MiR-129-5p promotes radio-sensitivity of NSCLC cells by targeting SOX4 and RUNX1.

Background Dysregulation of microRNAs (miRNAs) figures prominently in radio-sensitivity of non-small cell lung cancer (NSCLC). MiR-129-5p can block the development of a variety of tumors. However, whether miR-129-5p modulates radio-sensitivity of NSCLC cells remains unknown. Objective This study was aimed to explore the role and the underlying mechanism of miR-129-5p in the radiosensitivity of NSCLC. Methods Radio-resistant NSCLC cell lines (A549-R and H1299-R) were constructed using A549 and H1299 cells.
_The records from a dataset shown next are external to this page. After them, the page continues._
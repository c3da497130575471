use std::time::Duration;

use rocket::{
    http::{ContentType, Status},
    local::blocking::Client,
};

use super::*;
use crate::adapters::json;
use geobook_core::{
    gateways::geocode::GeoCodingError,
    resolver::{Resolver, RetryPolicy},
};
use geobook_entities::{address::Address, geo::MapPoint};

struct StubGeocoder;

impl GeoCodingGateway for StubGeocoder {
    fn resolve_address_lat_lng(
        &self,
        addr: &Address,
    ) -> Result<Option<MapPoint>, GeoCodingError> {
        Ok(match addr.city.as_str() {
            "New York" => Some(MapPoint::from_lat_lng_deg(40.7128, -74.0060)),
            "Boston" => Some(MapPoint::from_lat_lng_deg(42.3601, -71.0589)),
            "Los Angeles" => Some(MapPoint::from_lat_lng_deg(34.0522, -118.2437)),
            _ => None,
        })
    }
}

fn test_client() -> Client {
    let db = Connections::init(":memory:", 1).unwrap();
    geobook_db_sqlite::run_embedded_database_migrations(db.exclusive().unwrap()).unwrap();
    let gateway: BoxedGeoCodingGateway = Box::new(StubGeocoder);
    let resolver = Resolver::new(
        gateway,
        RetryPolicy {
            max_attempts: 1,
            base_delay: Duration::from_millis(1),
            max_delay: Duration::from_millis(1),
        },
    );
    let options = InstanceOptions {
        mounts: mounts(),
        rocket_cfg: Some(RocketCfg::debug_default()),
    };
    Client::tracked(rocket_instance(options, db, resolver)).unwrap()
}

fn new_address_json(city: &str) -> String {
    format!(r#"{{"street":"1 Main St","city":"{city}","state":"XX","country":"USA"}}"#)
}

fn post_address(client: &Client, city: &str) -> json::Address {
    let res = client
        .post("/addresses")
        .header(ContentType::JSON)
        .body(new_address_json(city))
        .dispatch();
    assert_eq!(res.status(), Status::Ok);
    serde_json::from_str(&res.into_string().unwrap()).unwrap()
}

#[test]
fn create_address() {
    let client = test_client();
    let created = post_address(&client, "Boston");
    assert_eq!(created.city, "Boston");
    assert_eq!(created.latitude, 42.3601);
    assert_eq!(created.longitude, -71.0589);
}

#[test]
fn create_address_ignores_client_coordinates() {
    let client = test_client();
    let body = r#"{"street":"1 Main St","city":"Boston","state":"XX","country":"USA","latitude":1.0,"longitude":2.0}"#;
    let res = client
        .post("/addresses")
        .header(ContentType::JSON)
        .body(body)
        .dispatch();
    assert_eq!(res.status(), Status::Ok);
    let created: json::Address = serde_json::from_str(&res.into_string().unwrap()).unwrap();
    assert_eq!(created.latitude, 42.3601);
    assert_eq!(created.longitude, -71.0589);
}

#[test]
fn create_address_that_cannot_be_located() {
    let client = test_client();
    let res = client
        .post("/addresses")
        .header(ContentType::JSON)
        .body(new_address_json("Atlantis"))
        .dispatch();
    assert_eq!(res.status(), Status::NotFound);
    let err: json::Error = serde_json::from_str(&res.into_string().unwrap()).unwrap();
    assert_eq!(err.http_status, 404);
}

#[test]
fn create_address_with_incomplete_input() {
    let client = test_client();
    let body = r#"{"street":"","city":"Boston","state":"XX","country":"USA"}"#;
    let res = client
        .post("/addresses")
        .header(ContentType::JSON)
        .body(body)
        .dispatch();
    assert_eq!(res.status(), Status::BadRequest);
}

#[test]
fn create_address_with_malformed_body() {
    let client = test_client();
    let res = client
        .post("/addresses")
        .header(ContentType::JSON)
        .body("{ not json")
        .dispatch();
    assert_eq!(res.status(), Status::UnprocessableEntity);
}

#[test]
fn find_nearby_addresses() {
    let client = test_client();
    post_address(&client, "Boston");
    post_address(&client, "Los Angeles");

    // Only Boston lies within 500 km of New York.
    let res = client
        .get("/addresses?lat=40.7128&lng=-74.0060&radius_km=500")
        .dispatch();
    assert_eq!(res.status(), Status::Ok);
    let results: Vec<json::Address> = serde_json::from_str(&res.into_string().unwrap()).unwrap();
    assert_eq!(results.len(), 1);
    assert_eq!(results[0].city, "Boston");

    let res = client
        .get("/addresses?lat=40.7128&lng=-74.0060&radius_km=5000")
        .dispatch();
    assert_eq!(res.status(), Status::Ok);
    let results: Vec<json::Address> = serde_json::from_str(&res.into_string().unwrap()).unwrap();
    assert_eq!(results.len(), 2);
}

#[test]
fn find_nearby_without_any_match() {
    let client = test_client();
    let res = client
        .get("/addresses?lat=40.7128&lng=-74.0060&radius_km=500")
        .dispatch();
    assert_eq!(res.status(), Status::NotFound);
}

#[test]
fn find_nearby_with_invalid_parameters() {
    let client = test_client();
    let res = client
        .get("/addresses?lat=91.0&lng=-74.0060&radius_km=500")
        .dispatch();
    assert_eq!(res.status(), Status::BadRequest);

    let res = client
        .get("/addresses?lat=40.7128&lng=-74.0060&radius_km=-1")
        .dispatch();
    assert_eq!(res.status(), Status::BadRequest);
}

#[test]
fn update_address() {
    let client = test_client();
    let created = post_address(&client, "Boston");

    let body = r#"{"street":"2 Back Bay","city":"Boston","state":"MA","country":"USA","latitude":42.3503,"longitude":-71.0810}"#;
    let res = client
        .put(format!("/addresses/{}", created.id))
        .header(ContentType::JSON)
        .body(body)
        .dispatch();
    assert_eq!(res.status(), Status::Ok);

    let res = client
        .get("/addresses?lat=42.3601&lng=-71.0589&radius_km=50")
        .dispatch();
    let results: Vec<json::Address> = serde_json::from_str(&res.into_string().unwrap()).unwrap();
    assert_eq!(results.len(), 1);
    assert_eq!(results[0].street, "2 Back Bay");
    assert_eq!(results[0].latitude, 42.3503);
}

#[test]
fn update_absent_address() {
    let client = test_client();
    let body = r#"{"street":"2 Back Bay","city":"Boston","state":"MA","country":"USA","latitude":42.3503,"longitude":-71.0810}"#;
    let res = client
        .put("/addresses/4711")
        .header(ContentType::JSON)
        .body(body)
        .dispatch();
    assert_eq!(res.status(), Status::NotFound);
}

#[test]
fn delete_address_is_idempotent() {
    let client = test_client();
    let created = post_address(&client, "Boston");

    let res = client.delete(format!("/addresses/{}", created.id)).dispatch();
    assert_eq!(res.status(), Status::Ok);
    let res = client.delete(format!("/addresses/{}", created.id)).dispatch();
    assert_eq!(res.status(), Status::Ok);

    let res = client
        .get("/addresses?lat=42.3601&lng=-71.0589&radius_km=50")
        .dispatch();
    assert_eq!(res.status(), Status::NotFound);
}
use crate::{repositories, resolver::ResolutionError};
use thiserror::Error;

#[derive(Debug, Error)]
pub enum Error {
    #[error("The address is incomplete")]
    IncompleteAddress,
    #[error("Invalid position")]
    InvalidPosition,
    #[error("Invalid distance")]
    InvalidDistance,
    #[error("The address could not be located")]
    AddressNotLocatable,
    #[error("The geocoding service is currently unavailable")]
    UpstreamUnavailable,
    #[error("The request was cancelled")]
    Cancelled,
    #[error("No addresses found within the given distance")]
    NoResults,
    #[error(transparent)]
    Repo(#[from] repositories::Error),
}

impl From<ResolutionError> for Error {
    fn from(err: ResolutionError) -> Self {
        match err {
            ResolutionError::NotFound => Self::AddressNotLocatable,
            ResolutionError::Failed { .. } => Self::UpstreamUnavailable,
            ResolutionError::Cancelled => Self::Cancelled,
        }
    }
}

impl From<geobook_entities::geo::CoordInvalidation> for Error {
    fn from(_: geobook_entities::geo::CoordInvalidation) -> Self {
        Self::InvalidPosition
    }
}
Quantitative real-time polymerase chain reaction (qRT-PCR) was employed to quantify miR-129-5p, SRY-box transcription factor 4 (SOX4) mRNA, and RUNX family transcription factor 1 (RUNX1) mRNA expression levels. Cell apoptosis and cell cycle were detected by flow cytometry. Cell counting kit-8 (CCK-8) assay and colony formation experiments were used to measure cell proliferation. γ-H2AX was examined by Western blot to confirm DNA injury. Dual-luciferase reporter experiments were applied to analyze the interactions among miR-129-5p, RUNX1, and SOX4. Results In A549-R and H1299-R cells, compared with the wild type cell lines, miR-129-5p expression was remarkably reduced while SOX4 and RUNX1 expressions were increased. The transfection of miR-129-5p into NSCLC cell lines, markedly induced cell apoptosis, DNA injury, and cell cycle arrest, and inhibited cell proliferation and colony formation. RUNX1 and SOX4 were validated as target genes of miR-129-5p, and the restoration of RUNX1 or SOX4 could counteract the influence of miR-129-5p on A549-R cells. Conclusion MiR-129-5p sensitizes A549-R and H1299-R cells to radiation by targeting RUNX1 and SOX4.